We searched for bladder tumor markers by analyzing urine samples from patients with bladder cancer and from normal controls.

METHODS

Proteins in urine samples of patients with bladder cancer and with normal controls were systematically examined by 2-dimensional electrophoresis combined with matrix-assisted laser desorption ionization time-of-flight mass spectrometry. The expression of the protein apolipoprotein A-I (apoA-I) was confirmed by Western blot analysis and further evaluated.

RESULTS

We successfully obtained the 2-dimensional electrophoresis gel maps of urinary proteins in patients with bladder cancer and in normal controls. Thirty differentially expressed protein spots were successfully matched by matrix-assisted laser desorption ionization time-of-flight mass spectrometry. Combined with the SWISS-PROT database, only 14 proteins (beta-2-microglobulin, fatty acid-binding protein adipocyte, gelsolin, isoform 1 of gelsolin, myoglobin, isoform 2 of fibrinogen alpha chain, apoA-I, prostaglandin D(2) synthase 21 kDa [brain], protein AMBP, transthyretin, keratin type II cytoskeletal 1, type II cytoskeletal 8, putative uncharacterized protein ALB, putative uncharacterized protein MASP2 [fragment]) were identified, including 2 putative proteins.

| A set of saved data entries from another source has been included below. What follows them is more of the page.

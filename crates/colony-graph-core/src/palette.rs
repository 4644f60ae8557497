//! Categorical palette for commodity colors.
//!
//! Every commodity in the planetary economy carries a fixed ordinal in
//! `[MIN_COMMODITY_UID, MAX_COMMODITY_UID]`. The ordinal is normalized onto
//! `[0, 1]` and bucketed into a fixed 20-color categorical palette, so the
//! color of a commodity depends only on its ordinal and never on which other
//! commodities a colony happens to move.
//!
//! With 83 ordinals spread over 20 buckets, several commodities share a
//! color. Colors are a visual aid, not a key.

use crate::color::Color;

/// Smallest commodity ordinal handed out by the catalog.
pub const MIN_COMMODITY_UID: u32 = 1;

/// Largest commodity ordinal handed out by the catalog.
pub const MAX_COMMODITY_UID: u32 = 83;

/// The 20-color categorical palette, in bucket order.
const CATEGORY20: [(u8, u8, u8); 20] = [
    (0x1f, 0x77, 0xb4),
    (0xae, 0xc7, 0xe8),
    (0xff, 0x7f, 0x0e),
    (0xff, 0xbb, 0x78),
    (0x2c, 0xa0, 0x2c),
    (0x98, 0xdf, 0x8a),
    (0xd6, 0x27, 0x28),
    (0xff, 0x98, 0x96),
    (0x94, 0x67, 0xbd),
    (0xc5, 0xb0, 0xd5),
    (0x8c, 0x56, 0x4b),
    (0xc4, 0x9c, 0x94),
    (0xe3, 0x77, 0xc2),
    (0xf7, 0xb6, 0xd2),
    (0x7f, 0x7f, 0x7f),
    (0xc7, 0xc7, 0xc7),
    (0xbc, 0xbd, 0x22),
    (0xdb, 0xdb, 0x8d),
    (0x17, 0xbe, 0xcf),
    (0x9e, 0xda, 0xe5),
];

/// Number of colors in the categorical palette.
pub const PALETTE_LEN: usize = CATEGORY20.len();

/// Returns `true` if `uid` lies within the commodity ordinal range.
pub fn is_valid_uid(uid: u32) -> bool {
    (MIN_COMMODITY_UID..=MAX_COMMODITY_UID).contains(&uid)
}

/// Normalizes a commodity ordinal onto `[0, 1]`.
///
/// Ordinals outside the valid range are clamped.
pub fn normalize_uid(uid: u32) -> f64 {
    let clamped = uid.clamp(MIN_COMMODITY_UID, MAX_COMMODITY_UID);
    f64::from(clamped - MIN_COMMODITY_UID) / f64::from(MAX_COMMODITY_UID - MIN_COMMODITY_UID)
}

/// Maps a normalized value onto a palette bucket.
///
/// Buckets split `[0, 1]` into equal slices; `1.0` falls into the last one.
pub fn bucket(t: f64) -> usize {
    let scaled = (t.clamp(0.0, 1.0) * PALETTE_LEN as f64).floor() as usize;
    scaled.min(PALETTE_LEN - 1)
}

/// Returns the palette color at `index`, wrapping around past the end.
pub fn palette_color(index: usize) -> Color {
    let (r, g, b) = CATEGORY20[index % PALETTE_LEN];
    Color::from_rgb8(r, g, b)
}

/// Returns the display color of the commodity with ordinal `uid`.
///
/// # Examples
///
/// ```
/// use colony_graph_core::palette::commodity_color;
///
/// assert_eq!(commodity_color(1).to_hex(), "#1f77b4");
/// assert_eq!(commodity_color(83).to_hex(), "#9edae5");
/// ```
pub fn commodity_color(uid: u32) -> Color {
    palette_color(bucket(normalize_uid(uid)))
}

#[cfg(test)]
mod tests {
    use float_cmp::assert_approx_eq;

    use super::*;

    #[test]
    fn test_normalize_bounds() {
        assert_approx_eq!(f64, normalize_uid(MIN_COMMODITY_UID), 0.0);
        assert_approx_eq!(f64, normalize_uid(MAX_COMMODITY_UID), 1.0);
        assert_approx_eq!(f64, normalize_uid(42), 41.0 / 82.0);
    }

    #[test]
    fn test_bucket_edges() {
        assert_eq!(bucket(0.0), 0);
        assert_eq!(bucket(0.049), 0);
        assert_eq!(bucket(0.05), 1);
        assert_eq!(bucket(0.999), 19);
        assert_eq!(bucket(1.0), 19);
    }

    #[test]
    fn test_neighbouring_uids_can_share_a_color() {
        // 1 and 5 both normalize below 1/20.
        assert_eq!(commodity_color(1), commodity_color(5));
        assert_ne!(commodity_color(1), commodity_color(6));
    }

    #[test]
    fn test_palette_wraps() {
        assert_eq!(palette_color(PALETTE_LEN), palette_color(0));
        assert_eq!(palette_color(PALETTE_LEN + 3), palette_color(3));
    }

    #[test]
    fn test_valid_uid_range() {
        assert!(!is_valid_uid(0));
        assert!(is_valid_uid(1));
        assert!(is_valid_uid(83));
        assert!(!is_valid_uid(84));
    }
}

#[cfg(test)]
mod proptest_tests {
    use proptest::prelude::*;

    use super::*;

    proptest! {
        #[test]
        fn commodity_color_is_pure(uid in MIN_COMMODITY_UID..=MAX_COMMODITY_UID) {
            prop_assert_eq!(commodity_color(uid), commodity_color(uid));
        }

        #[test]
        fn commodity_color_is_a_palette_member(uid in MIN_COMMODITY_UID..=MAX_COMMODITY_UID) {
            let color = commodity_color(uid);
            prop_assert!((0..PALETTE_LEN).any(|idx| palette_color(idx) == color));
        }

        #[test]
        fn buckets_are_monotonic(a in MIN_COMMODITY_UID..=MAX_COMMODITY_UID, b in MIN_COMMODITY_UID..=MAX_COMMODITY_UID) {
            let (lo, hi) = if a <= b { (a, b) } else { (b, a) };
            prop_assert!(bucket(normalize_uid(lo)) <= bucket(normalize_uid(hi)));
        }
    }
}
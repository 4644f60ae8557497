//! The undirected physical link graph.

use log::trace;
use petgraph::Undirected;

use colony_graph_core::{color::Color, semantic::Link};

use crate::{
    config::GraphStyle,
    error::{EdgeKind, IntegrityError},
    structure::{graph_base::PinGraph, node::PinNode},
};

/// Attributes of a physical link edge.
#[derive(Debug, Clone, Copy, PartialEq)]
pub struct LinkEdge {
    level: u8,
    pen_width: f32,
    color: Color,
}

impl LinkEdge {
    /// Returns the link upgrade level, used as the edge weight.
    pub fn level(&self) -> u8 {
        self.level
    }

    pub fn pen_width(&self) -> f32 {
        self.pen_width
    }

    pub fn color(&self) -> Color {
        self.color
    }
}

/// Undirected graph of pins joined by physical links.
///
/// Parallel links between the same pair of pins are kept as separate edges.
pub type LinkGraph = PinGraph<LinkEdge, Undirected>;

/// Builds the link graph from the base nodes, one edge per link.
pub(crate) fn build_link_graph(
    nodes: &[PinNode],
    links: &[Link],
    style: &GraphStyle,
) -> Result<LinkGraph, IntegrityError> {
    let mut graph = LinkGraph::from_nodes(nodes);

    for link in links {
        let edge = LinkEdge {
            level: link.level,
            pen_width: style.pen_width(),
            color: style.link_color(),
        };
        graph.add_edge(EdgeKind::Link, link.source, link.destination, edge)?;
    }

    trace!(graph:?; "Built link graph");
    Ok(graph)
}
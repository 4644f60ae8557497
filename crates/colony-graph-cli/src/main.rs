//! Colony graph CLI entry point.

use std::{process, str::FromStr};

use clap::Parser;
use log::{LevelFilter, debug, error, info};

use colony_graph_cli::{
    Args, CliError,
    error_adapter::{ErrorAdapter, render},
};

fn main() {
    // Install miette's pretty panic hook early for better panic reports
    miette::set_panic_hook();

    let args = Args::parse();

    let log_level = LevelFilter::from_str(&args.log_level).unwrap_or_else(|_| {
        eprintln!(
            "Invalid log level: {}. Using 'warn' instead.",
            args.log_level
        );
        LevelFilter::Warn
    });

    env_logger::Builder::from_env(env_logger::Env::default())
        .filter_level(log_level)
        .init();

    info!(log_level:?; "Starting colony-graph");
    debug!(args:?; "Parsed arguments");

    match colony_graph_cli::run(&args) {
        Ok(()) => info!("Completed successfully"),
        // Each failed colony has already been reported.
        Err(err @ CliError::Failed { .. }) => {
            error!("{err}");
            process::exit(1);
        }
        Err(err) => {
            error!("{}", render(&ErrorAdapter(&err)));
            process::exit(1);
        }
    }
}
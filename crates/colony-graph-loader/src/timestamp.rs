//! Parser for colony `last_update` timestamps.
//!
//! The accepted form is `YYYY-MM-DDTHH:MM:SSZ`, always UTC. The grammar only
//! checks the shape, with fixed-width fields and no fraction or offset.
//! Calendar validity is left to chrono.

use chrono::{DateTime, NaiveDate, Utc};
use winnow::{
    Parser,
    error::{ContextError, ErrMode},
    token::take_while,
};

type Input<'src> = &'src str;
type IResult<O> = std::result::Result<O, ErrMode<ContextError>>;

/// A run of exactly `count` ASCII digits.
fn digits<'src>(count: usize) -> impl Parser<Input<'src>, u32, ErrMode<ContextError>> {
    take_while(count, |c: char| c.is_ascii_digit()).try_map(|s: &str| s.parse::<u32>())
}

fn timestamp_parts(input: &mut Input<'_>) -> IResult<[u32; 6]> {
    let year = digits(4).parse_next(input)?;
    '-'.parse_next(input)?;
    let month = digits(2).parse_next(input)?;
    '-'.parse_next(input)?;
    let day = digits(2).parse_next(input)?;
    'T'.parse_next(input)?;
    let hour = digits(2).parse_next(input)?;
    ':'.parse_next(input)?;
    let minute = digits(2).parse_next(input)?;
    ':'.parse_next(input)?;
    let second = digits(2).parse_next(input)?;
    'Z'.parse_next(input)?;
    Ok([year, month, day, hour, minute, second])
}

/// Parses a timestamp, returning `None` on malformed or out-of-range input.
pub fn parse_timestamp(source: &str) -> Option<DateTime<Utc>> {
    let mut input = source;
    let [year, month, day, hour, minute, second] = timestamp_parts(&mut input).ok()?;
    if !input.is_empty() {
        return None;
    }

    let date = NaiveDate::from_ymd_opt(i32::try_from(year).ok()?, month, day)?;
    Some(date.and_hms_opt(hour, minute, second)?.and_utc())
}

Furthermore, apoA-I was confirmed by Western blot analysis, and the high level of apoA-I was found in urine samples from patients with bladder tumors compared with normal controls.

CONCLUSIONS

Analysis of urinary proteome may be a feasible, noninvasive, and efficient strategy for searching for potential bladder tumor biomarkers. A significant relationship of expressed apoA-I was established between bladder cancer and normal controls. We concluded that 14 differential spots included the apoA-I and would be potential urinary biomarkers for the diagnosis and surveillance of bladder cancer.